Earlier this month, NorthernLife.ca was honoured by the Ontario Community Newspapers Association as the top community newspaper website in the province. We are thrilled.

Earlier this month, NorthernLife.ca was honoured by the Ontario Community Newspapers Association as the top community newspaper website in the province. We are thrilled.


The web allows us unlimited space for news and information, and it offers us a chance to use video and audio, as well as words and pictures, to tell stories.


At mid-career I am excited, not threatened about these changes, and about learning more about what is being called "new" media; e-journalism or multi-media news reporting. I hope to take some "e-journalism" long-distance college courses in the fall.


Newspapers may disappear but journalists will still be needed to report and analyse the news. (Most of the "reliable" information currently on the Internet comes from newspaper and broadcast newsrooms.)


A few years ago, our web readers tended to be under the age of 30. In a very short time, baby-boomers and seniors embraced the technology and have come to understand that the Internet has become as vital to our daily lives as the automobile and touch-tone telephones.


Our web readers are young and old, and they don't all live in Greater Sudbury; we get e-mails and comments from just about every location on the globe.

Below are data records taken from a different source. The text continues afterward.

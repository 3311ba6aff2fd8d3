//! Lifecycle wrapper around one device session task.

use std::fmt;
use std::future::Future;
use std::sync::Arc;
use std::sync::atomic::{AtomicU8, Ordering};
use std::time::Duration;

use tokio::task::JoinHandle;
use tokio::time::Instant;
use tokio_util::sync::CancellationToken;

use xairlib_core::DeviceIdentity;
use xairlib_core::error::Result;

use crate::client::{ClientOptions, DeviceClient};

/// Where a supervisor is in its lifecycle.
#[derive(Debug, Clone, Copy, PartialEq, Eq)]
#[repr(u8)]
pub enum SupervisorState {
    /// Created, session not yet running.
    Starting = 0,
    /// Session task is running.
    Running = 1,
    /// Cancellation requested, task not yet joined.
    Cancelling = 2,
    /// Task has been joined (or never started).
    Stopped = 3,
}

impl SupervisorState {
    fn from_u8(value: u8) -> Self {
        match value {
            0 => SupervisorState::Starting,
            1 => SupervisorState::Running,
            2 => SupervisorState::Cancelling,
            _ => SupervisorState::Stopped,
        }
    }
}

impl fmt::Display for SupervisorState {
    fn fmt(&self, f: &mut fmt::Formatter<'_>) -> fmt::Result {
        let s = match self {
            SupervisorState::Starting => "starting",
            SupervisorState::Running => "running",
            SupervisorState::Cancelling => "cancelling",
            SupervisorState::Stopped => "stopped",
        };
        f.write_str(s)
    }
}

/// Owns one [`DeviceClient`]'s background session as a cancellable unit.
///
/// A supervisor may also exist without a session, purely to track when its
/// device was last sighted by discovery. Dropping a supervisor cancels its
/// session without waiting for it; use [`cancel`](Self::cancel) to wait.
pub struct DeviceSupervisor {
    identity: DeviceIdentity,
    client: Option<DeviceClient>,
    task: Option<JoinHandle<()>>,
    cancel: CancellationToken,
    state: Arc<AtomicU8>,
    sighted: Instant,
}

impl DeviceSupervisor {
    /// An unconnected supervisor, sighted now.
    pub fn new(identity: DeviceIdentity) -> Self {
        Self {
            identity,
            client: None,
            task: None,
            cancel: CancellationToken::new(),
            state: Arc::new(AtomicU8::new(SupervisorState::Starting as u8)),
            sighted: Instant::now(),
        }
    }

    /// Create a supervisor and immediately [`connect`](Self::connect) it.
    pub async fn start(identity: DeviceIdentity, options: &ClientOptions) -> Result<Self> {
        let mut supervisor = Self::new(identity);
        supervisor.connect(options).await?;
        Ok(supervisor)
    }

    /// Bind a session for this device and spawn its run loop.
    ///
    /// Returns the existing client if already connected.
    pub async fn connect(&mut self, options: &ClientOptions) -> Result<DeviceClient> {
        if let Some(client) = &self.client {
            return Ok(client.clone());
        }

        let (client, session) = DeviceClient::bind(self.identity.clone(), options).await?;
        self.task = Some(tokio::spawn(session.run(self.cancel.clone())));
        self.client = Some(client.clone());
        self.set_state(SupervisorState::Running);

        tracing::debug!(device = %self.identity, "Supervisor connected");
        Ok(client)
    }

    pub fn identity(&self) -> &DeviceIdentity {
        &self.identity
    }

    /// The session handle, if connected.
    pub fn client(&self) -> Option<&DeviceClient> {
        self.client.as_ref()
    }

    pub fn state(&self) -> SupervisorState {
        SupervisorState::from_u8(self.state.load(Ordering::Acquire))
    }

    fn set_state(&self, state: SupervisorState) {
        self.state.store(state as u8, Ordering::Release);
    }

    /// Record that discovery has just seen this device.
    pub fn refresh(&mut self) {
        self.sighted = Instant::now();
    }

    /// True when neither discovery nor the session has heard from the
    /// device within `timeout`.
    pub fn is_stale(&self, timeout: Duration) -> bool {
        let unsighted = self.sighted.elapsed() > timeout;
        let silent = self.client.as_ref().is_none_or(|c| c.is_stale(timeout));
        unsighted && silent
    }

    /// Request termination of the session.
    ///
    /// The session is signalled before this returns. Await the returned
    /// future before treating the device as gone; it resolves once the run
    /// loop has exited.
    pub fn cancel(&mut self) -> impl Future<Output = ()> + Send + 'static {
        let task = self.task.take();
        let state = Arc::clone(&self.state);
        let identity = self.identity.clone();

        if task.is_some() {
            self.set_state(SupervisorState::Cancelling);
        }
        self.cancel.cancel();

        async move {
            if let Some(task) = task {
                if let Err(e) = task.await {
                    tracing::warn!(device = %identity, error = %e, "Session task ended abnormally");
                }
            }
            state.store(SupervisorState::Stopped as u8, Ordering::Release);
            tracing::debug!(device = %identity, "Supervisor stopped");
        }
    }
}

impl Drop for DeviceSupervisor {
    fn drop(&mut self) {
        self.cancel.cancel();
    }
}

impl fmt::Debug for DeviceSupervisor {
    fn fmt(&self, f: &mut fmt::Formatter<'_>) -> fmt::Result {
        f.debug_struct("DeviceSupervisor")
            .field("identity", &self.identity)
            .field("state", &self.state())
            .field("connected", &self.client.is_some())
            .finish()
    }
}

#[cfg(test)]
mod tests {
    use super::*;
    use xairlib_core::Error;
    use xairlib_test_harness::MockDevice;

    fn options() -> ClientOptions {
        ClientOptions {
            bind_addr: "127.0.0.1:0".into(),
            get_timeout: Duration::from_millis(100),
            ..ClientOptions::default()
        }
    }

    #[tokio::test]
    async fn lifecycle_moves_through_every_state() {
        let device = MockDevice::start().await.unwrap();
        device.respond("/status", vec!["active".into()]);

        let mut supervisor = DeviceSupervisor::new(device.identity());
        assert_eq!(supervisor.state(), SupervisorState::Starting);
        assert!(supervisor.client().is_none());

        let client = supervisor.connect(&options()).await.unwrap();
        assert_eq!(supervisor.state(), SupervisorState::Running);
        assert!(client.get("/status").await.is_ok());

        let done = supervisor.cancel();
        assert_eq!(supervisor.state(), SupervisorState::Cancelling);
        done.await;
        assert_eq!(supervisor.state(), SupervisorState::Stopped);

        assert!(matches!(client.get("/other").await, Err(Error::NotConnected)));
    }

    #[tokio::test]
    async fn connect_twice_reuses_session() {
        let device = MockDevice::start().await.unwrap();
        let mut supervisor = DeviceSupervisor::start(device.identity(), &options())
            .await
            .unwrap();

        let first = supervisor.client().unwrap().local_addr();
        let again = supervisor.connect(&options()).await.unwrap();
        assert_eq!(again.local_addr(), first);

        supervisor.cancel().await;
    }

    #[tokio::test]
    async fn cancel_without_session_stops_immediately() {
        let device = MockDevice::start().await.unwrap();
        let mut supervisor = DeviceSupervisor::new(device.identity());
        supervisor.cancel().await;
        assert_eq!(supervisor.state(), SupervisorState::Stopped);
    }

    #[tokio::test]
    async fn staleness_requires_both_sources_silent() {
        let device = MockDevice::start().await.unwrap();
        let mut supervisor = DeviceSupervisor::new(device.identity());
        assert!(!supervisor.is_stale(Duration::from_millis(30)));

        tokio::time::sleep(Duration::from_millis(50)).await;
        assert!(supervisor.is_stale(Duration::from_millis(30)));

        supervisor.refresh();
        assert!(!supervisor.is_stale(Duration::from_millis(30)));
    }

    #[tokio::test]
    async fn session_traffic_keeps_supervisor_fresh() {
        let device = MockDevice::start().await.unwrap();
        device.respond("/status", vec!["active".into()]);
        let mut supervisor = DeviceSupervisor::start(device.identity(), &options())
            .await
            .unwrap();

        tokio::time::sleep(Duration::from_millis(50)).await;
        supervisor.client().unwrap().get("/status").await.unwrap();

        // Discovery has not refreshed it, but the session just heard a reply.
        assert!(!supervisor.is_stale(Duration::from_millis(30)));
        supervisor.cancel().await;
    }
}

Northern Life's editorial department is rethinking what it does and changing its deadlines to meet these new demands.


Our site does not just republish the newspaper. Many stories, features and photo galleries appear only at NorthernLife.ca.


Many readers are not aware that news and information at NorthernLife.ca is updated several times a day Monday through Friday. When news breaks on the weekend, reporters are on call to get that information on the web, and someday soon they will be able to do that without having to come into the office.


Many of our readers receive our Sudbury Today newsletter, which is e-mailed to them weekdays at 3 pm with background on the new stories they will hear about on drive-home radio newscasts and the supper-time television news.


In addition, our web readers have a chance to comment on news items. And many enjoy commenting on the comments.


One of the newspaper's most popular features is the Community Calendar. In the newspaper we only publish listings for three or four days. NorthernLife.ca has listings for the entire month.


People who are reporting event information can click on the front page of the website and send it directly to us. I also recommend that people send information by mail, fax or e-mail to our Community Calendar and WOW co-ordinator Bill Bradley at [email protected] about two weeks before their events.


Twenty-five years ago when I was entering journalism school, newspapers were called dinosaurs, and newsrooms were called "bone yards of broken dreams." Today newsprint's days may be numbered, but electronic newspapers' futures are bright. And this year's crop of journalism graduates have unlimited opportunities to dream.

Vicki Gilhula is the managing editor of Northern Life.